• Passage Out. These works create a slightly more-polished fiction than the abstract imagery.




  • Living Room. Here, I brought walls from the studio to collide with our house during a shoot. It creates a frenetic but clean
    juxtaposition of spaces. An anesthetized, clincal space, and a controlled KB Home type of space.


  • Interrogation Room. Chairs are often stand-ins for humans and situations.


  • Picture of a Painting of the Sun. On the desk is a picture of a sunset. The desklamp illuminates the 'sun' in the photograph. I took the photograph
    of the beautiful sunset and wanted to infuse more meaning than the idea that a photograph is an adequate representation of such beautiful things.


  • Dark Cupboard. This strikes a nice balance between appearing haunted, tense, and pleasant. The combination of these three things is what this work strives to do.


  • Division Day. Very cold office adjacent an inviting living room... At least 'inviting' meaning, it doesn't feel
    like the other clinical or warehouse spaces. The TV echoes the inviting blue twilight.


  • Astrolab. Wallpaper with stars, a black pile of star-like clusters, and seemingly real stars outside. Like some of
    the others, at first glance it appears deranged though it's intended to be approached through imagination and unconventional narrative.
    I like when we can't approach what we see literally.


  • Redroom. A very bizarre laboratory with cardboard kitchen doors, test tubes piled on the table. Again, hopefully creepy and alluring.


  • Viewing Rooms. Wanted to create a fractured sense of space and on a very minimal budget abstractly
    glamorize those places men go to shovel money into devices that illuminate nude or semi-nude models.


  • Waiting Room. The scene intentionally pushes a lot of what's normally in a room into the margins. We're left with a bunch of dirt, filth, chair and intense light spot.


  • Zoo. Looks almost exactly like the original sketch. Cartoonish portrayal of animals behind cardboard bars.

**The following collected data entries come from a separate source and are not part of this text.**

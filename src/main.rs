// ==========================================
// 志愿者值班排班系统 - 命令行入口
// ==========================================
// 用法: duty-roster <config.json>
// 输出: 排班结果 JSON（stdout）; 日志写入 stderr
// ==========================================

use anyhow::{Context, Result};
use duty_roster::config::AppConfig;
use duty_roster::domain::{DayRecordView, HistoryTable};
use duty_roster::engine::{RosterScheduler, RosterSummary};
use duty_roster::importer::{RosterImporter, RosterSource};
use duty_roster::logging;
use serde::Serialize;
use std::path::PathBuf;

/// stdout 输出结构
#[derive(Serialize)]
struct RunOutput<'a> {
    day_records: Vec<DayRecordView<'a>>,

    /// 已提交本周期圣餐服事增量的历史计数
    history: HistoryTable,

    summary: &'a RosterSummary,
}

fn main() -> Result<()> {
    // 初始化日志系统
    logging::init();

    tracing::info!("==================================================");
    tracing::info!("{} v{}", duty_roster::APP_NAME, duty_roster::VERSION);
    tracing::info!("==================================================");

    let config_path = std::env::args()
        .nth(1)
        .map(PathBuf::from)
        .context("缺少参数: duty-roster <config.json>")?;

    let config = AppConfig::load(&config_path)
        .with_context(|| format!("无法加载配置文件: {}", config_path.display()))?;

    let input = RosterImporter::new()
        .load(&config.sources)
        .context("名册导入失败")?;

    let scheduler = RosterScheduler::new(config.run).context("运行配置非法")?;
    let result = scheduler.run(&input).context("排班失败")?;

    let output = RunOutput {
        day_records: result.day_records.iter().map(|r| r.view()).collect(),
        history: result.updated_history(&input.history),
        summary: &result.summary,
    };

    println!(
        "{}",
        serde_json::to_string_pretty(&output).context("结果序列化失败")?
    );

    if result.vacancy_count() > 0 {
        tracing::warn!(
            vacancies = result.vacancy_count(),
            "排班结果存在空缺岗位，请人工补位"
        );
    }

    Ok(())
}
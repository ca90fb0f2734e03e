// ==========================================
// 志愿者值班排班系统 - 名册导入 Trait
// ==========================================
// 职责: 定义导入管道各阶段接口（不包含实现）
// 管道: 文件解析 → 字段映射（含清洗） → 汇总为 RosterInput
// ==========================================

use crate::config::SourcePaths;
use crate::domain::member::{AbsenceRecord, Member, PairRule, RoleRestriction, RosterInput};
use crate::domain::types::Gender;
use crate::importer::error::ImportResult;
use chrono::NaiveDate;
use std::collections::HashMap;
use std::path::Path;

// ==========================================
// 原始数据结构
// ==========================================

/// 单行原始记录（列名 → 去空白后的单元格文本）
#[derive(Debug, Clone, Default, PartialEq)]
pub struct RawRecord {
    /// 表格中的行号（表头为第 1 行）
    pub row_number: usize,
    pub fields: HashMap<String, String>,
}

/// 单个工作表 / CSV 文件的原始内容
#[derive(Debug, Clone, Default, PartialEq)]
pub struct RawSheet {
    pub headers: Vec<String>,

    /// 数据行（已跳过完全空白的行）
    pub records: Vec<RawRecord>,
}

impl RawSheet {
    /// 是否包含任一别名列
    pub fn has_any_column(&self, aliases: &[&str]) -> bool {
        aliases.iter().any(|a| self.headers.iter().any(|h| h == a))
    }
}

// ==========================================
// RosterSource Trait
// ==========================================
// 用途: 名册导入主接口
// 实现者: RosterImporter
pub trait RosterSource {
    /// 从配置的数据源文件加载完整排班输入
    ///
    /// # 返回
    /// - Ok(RosterInput): 成员、规则、缺勤、已汇总的历史计数
    /// - Err: 文件读取错误、缺列、主键缺失、类型转换错误
    fn load(&self, sources: &SourcePaths) -> ImportResult<RosterInput>;
}

// ==========================================
// FileParser Trait
// ==========================================
// 用途: 文件解析接口（阶段 0）
// 实现者: CsvParser, ExcelParser
pub trait FileParser: Send + Sync {
    /// 解析文件为原始工作表
    fn parse_to_raw_sheet(&self, file_path: &Path) -> ImportResult<RawSheet>;
}

// ==========================================
// DataCleaner Trait
// ==========================================
// 用途: 单元格清洗与值解析接口
// 实现者: DataCleaner
pub trait DataCleaner: Send + Sync {
    /// 空白 → None，其余去空白
    fn normalize_null(&self, value: Option<&str>) -> Option<String>;

    /// 是/否标记（SIM/YES/TRUE/1 等为真，其余为假）
    fn parse_flag(&self, value: Option<&str>) -> bool;

    /// 日类型可用性（仅明确的否定值为不可用）
    fn parse_available(&self, value: Option<&str>) -> bool;

    fn parse_gender(&self, value: Option<&str>) -> Gender;

    /// 宽松日期解析（无法解析 → None）
    fn parse_date(&self, value: Option<&str>) -> Option<NaiveDate>;
}

// ==========================================
// FieldMapper Trait
// ==========================================
// 用途: 字段映射接口（阶段 1）
// 实现者: FieldMapper
pub trait FieldMapper: Send + Sync {
    fn map_member(&self, record: &RawRecord) -> ImportResult<Member>;

    /// 任一姓名为空时返回 None
    fn map_pair_rule(&self, record: &RawRecord) -> Option<PairRule>;

    fn map_role_restriction(&self, record: &RawRecord) -> Option<RoleRestriction>;

    fn map_absence(&self, record: &RawRecord) -> Option<AbsenceRecord>;

    /// 历史计数行 → (姓名, 计数)
    fn map_history_row(&self, record: &RawRecord) -> ImportResult<Option<(String, u32)>>;
}
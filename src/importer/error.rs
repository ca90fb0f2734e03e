// ==========================================
// 志愿者值班排班系统 - 导入模块错误类型
// ==========================================
// 工具: thiserror 派生宏
// ==========================================

use thiserror::Error;

/// 导入模块错误类型
#[derive(Error, Debug)]
pub enum ImportError {
    // ===== 文件相关错误 =====
    #[error("文件不存在: {0}")]
    FileNotFound(String),

    #[error("文件格式不支持: {0}（仅支持 .xlsx/.xls/.csv）")]
    UnsupportedFormat(String),

    #[error("文件读取失败: {0}")]
    FileReadError(String),

    #[error("Excel 解析失败: {0}")]
    ExcelParseError(String),

    #[error("CSV 解析失败: {0}")]
    CsvParseError(String),

    // ===== 数据映射错误 =====
    #[error("缺少必需列 ({file}): 期望 {expected}")]
    MissingColumn { file: String, expected: String },

    #[error("类型转换失败 (行 {row}, 字段 {field}): {message}")]
    TypeConversionError {
        row: usize,
        field: String,
        message: String,
    },

    // ===== 数据质量错误 =====
    #[error("主键缺失 (行 {0}): 姓名为空")]
    PrimaryKeyMissing(usize),

    #[error("成员姓名重复 (行 {row}): {name}")]
    DuplicateMember { row: usize, name: String },

    #[error(transparent)]
    Other(#[from] anyhow::Error),
}

// 实现 From<std::io::Error>
impl From<std::io::Error> for ImportError {
    fn from(err: std::io::Error) -> Self {
        ImportError::FileReadError(err.to_string())
    }
}

// 实现 From<csv::Error>
impl From<csv::Error> for ImportError {
    fn from(err: csv::Error) -> Self {
        ImportError::CsvParseError(err.to_string())
    }
}

// 实现 From<calamine::Error>
impl From<calamine::Error> for ImportError {
    fn from(err: calamine::Error) -> Self {
        ImportError::ExcelParseError(err.to_string())
    }
}

/// Result 类型别名
pub type ImportResult<T> = Result<T, ImportError>;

  • Set Built to Photograph Rachel's Sunburn. I wanted to capture the idea of what documentary photography does very well, truthfully capture subject matter or capture with an agenda. But here, banal subject matter is blown way out of proportion. I've allied this idea to other imagery... say, cup of water at Disney World, or caution tape near lava explosion.


  • Freezer, Incinerator.


  • Bedroom, French Quarter. This was my first exposure using the 8x10 viewcamera. Maybe around 2000. It's no longer convenient to process color 8x10 film, which is ashame, because it heightens your senses and captures imagery the way I want to remember people and space. I carefully terrorized this bedroom, took one photo, then set it back before leaving.


  • The Office WITH the Window. An over-dramatization of the office cubicle, and where we find ourselves 10 hours a day, 50 hours a week, 113,000 hours a lifetime.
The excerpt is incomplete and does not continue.